In the category of ground coffee Franck is the leader on the Croatian market with its Jubilarna coffee, while the range also includes Franck 100% Arabica, Franck 100% Arabica hazelnut-chocolate, premium "single-origin" coffees Costa Rica and Guatemala and Espresso coffee. Also, Franck Crema was launched in 2015. The range also includes ground coffees Gloria and Victoria.

====Franck Jubilarna coffee ====
Jubilarna vacuum-packed coffee is the packaging for which Franck is best known. It is popularly known as "Ciglica" (the little brick) for its red color and square shape. The production of Jubilarna started in 1972.

=== Franck Café ===
Franck's brand of instant coffee and cappuccinos combines a number of beverages which are characterized by quick preparation (with hot water) and a diverse range of flavors. Franck Café includes:
- Cappuccino in versions Classic, Vanilla, Chocolate, Irish Cream, Coconut and white chocolate, Jaffa, Winter, with less sugar and no caffeine as well as Bananaccino and Jagodaccino, hot drinks for children which do not contain coffee
- Instant coffee in versions Classical, Gold and Decaffeinated
- Instant coffee blends in versions 3 in 1, 2 in 1, 3 in 1 cocoa and Ice Coffee

=== Franck Tea ===
A wide range of Franck teas includes black, green and yellow tea, fruit teas (different flavors with a special line Voćni+Moćni) and herbal teas (with a special line Trag prirode), as well as lines specifically designed for children (Fora tea), season or time of day (Ritual). Franck was the first Croatian company to launch fruit tea in filter bags in 1991, and in 2015 it introduced the innovative line Coolup! - a drink made from the essence of tea and cold water. Also, in 2015 is launched the premium line Franck Superiore Tea that is available exclusively in the HoReCa channel.

=== Other products ===
Franck also produces semolina, polenta, powdered sugar and sodium bicarbonate, as well as coffee substitutes and hot chocolate mixes.

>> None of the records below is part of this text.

use std::sync::mpsc::{Receiver, Sender};

use cozy_chess::Board;
use log::{info, warn};
use selector::{MoveSelector, SelectorConfig, TimeControl};
use uci::{move_to_uci, parse_moves, GoParams, UciOutput, NULL_MOVE};

use crate::report::ReportFile;

/// Commands sent from the UCI thread to the bot worker.
pub enum BotCommand {
    /// Rebuild the strategy from updated options.
    Configure(Box<SelectorConfig>),
    /// Tell the evaluation engine a new game starts.
    NewGame,
    /// Set the position to move from.
    SetPosition(Board),
    /// Pick a move for the current position.
    Go(GoParams),
    /// Close the engine and stop the worker.
    Quit,
}

/// Owns the move selector and answers commands on a dedicated thread, so
/// the UCI loop keeps reading input while the engine is consulted.
pub struct BotWorker {
    selector: MoveSelector,
    board: Board,
    rx: Receiver<BotCommand>,
    output: Sender<UciOutput>,
    report_file: Option<ReportFile>,
}

impl BotWorker {
    pub fn new(
        selector: MoveSelector,
        rx: Receiver<BotCommand>,
        output: Sender<UciOutput>,
        report_file: Option<ReportFile>,
    ) -> Self {
        Self {
            selector,
            board: Board::default(),
            rx,
            output,
            report_file,
        }
    }

    /// Main loop: process commands until Quit is received or the sender is gone.
    pub fn run(mut self) {
        while let Ok(cmd) = self.rx.recv() {
            match cmd {
                BotCommand::Go(params) => self.go(&params),
                BotCommand::SetPosition(board) => {
                    self.board = board;
                }
                BotCommand::NewGame => {
                    if let Err(e) = self.selector.evaluator().new_game() {
                        warn!("Engine new game failed: {}", e);
                    }
                }
                BotCommand::Configure(config) => {
                    if let Err(e) = self.selector.configure(&config) {
                        warn!("Configuration rejected: {}", e);
                    }
                }
                BotCommand::Quit => break,
            }
        }

        self.selector.evaluator().close();
    }

    fn go(&mut self, params: &GoParams) {
        let time_control = TimeControl::from_go(params, self.board.side_to_move());
        let restrict_to = params
            .search_moves
            .as_ref()
            .map(|moves| parse_moves(&self.board, moves));

        // UCI carries no draw offers, so every game is played out.
        let result = self
            .selector
            .select_move(&self.board, time_control, false, restrict_to.as_deref());

        // UCI requires bestmove for every "go", even when no move was found.
        let best_move = match result {
            Ok(selection) => {
                if let Some(file) = &self.report_file {
                    if let Err(e) = file.record(&selection.report) {
                        warn!("Could not write report file: {}", e);
                    }
                }

                let _ = self
                    .output
                    .send(UciOutput::InfoString(selection.report.to_string()));
                move_to_uci(&self.board, selection.mv)
            }
            Err(e) => {
                warn!("No move selected: {}", e);
                let _ = self.output.send(UciOutput::InfoString(format!("error: {}", e)));
                NULL_MOVE.to_string()
            }
        };

        info!("Playing {}", best_move);
        let _ = self.output.send(UciOutput::BestMove {
            best_move,
            ponder: None,
        });
    }
}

== Adria Snack Company Ltd. ==
Adria Snack Company Ltd. is a joint venture partnership between Franck and Intersnack, which was achieved in 2015. The venture is headquartered in Zagreb, with Dubravko Folnović as its CEO. The goal of the partnership is the realization of a long-term joint strategy of a strong focus on business development in the area of salty snacks. The range of brands and products includes Čipi čips, Kroki kroket, Tip-top, nuts, Chio, Kelly's, funny'frisch and Pom bar.

== HoReCa ==
In the HoReCa channel Franck is represented with some products that are not available in retail like Franck Superiore Tea, Stretto and Superiore espresso and espresso brands Classic and Bonus espresso.

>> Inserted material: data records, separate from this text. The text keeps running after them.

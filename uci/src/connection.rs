use super::commands::UciOutput;
use super::encoder::Encoder;
use log::debug;
use std::io::{self, Write};
use std::sync::mpsc::{channel, Receiver, Sender};
use std::thread;

/// Stdout side of a UCI session. Outputs are queued on a channel and printed
/// by a dedicated thread so the worker never blocks on the GUI.
pub struct UciConnection {
    output_tx: Sender<UciOutput>,
}

impl Default for UciConnection {
    fn default() -> Self {
        Self::new()
    }
}

impl UciConnection {
    pub fn new() -> Self {
        let (output_tx, output_rx) = channel();

        Self::spawn_output_handler(output_rx);

        Self { output_tx }
    }

    pub fn output_sender(&self) -> Sender<UciOutput> {
        self.output_tx.clone()
    }

    fn spawn_output_handler(output_rx: Receiver<UciOutput>) {
        thread::spawn(move || {
            let encoder = Encoder {};
            let stdout = io::stdout();

            while let Ok(output) = output_rx.recv() {
                let out_line = encoder.encode(&output);
                debug!("Output: {:?}", out_line);

                let mut handle = stdout.lock();
                if writeln!(handle, "{}", out_line)
                    .and_then(|_| handle.flush())
                    .is_err()
                {
                    break;
                }
            }
        });
    }
}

== Awards and recognitions ==
In 2014 Franck won the Grand Prix and Gold Effie in the category of food for the campaign for its Čipi Čips called "CROmpiri". In the category of drinks, the campaign for Franck Café Cappuccino "Get creative" won the silver Effie.
In 2012 and 2013, Franck Cafe instant coffee has been awarded the Best Buy designation.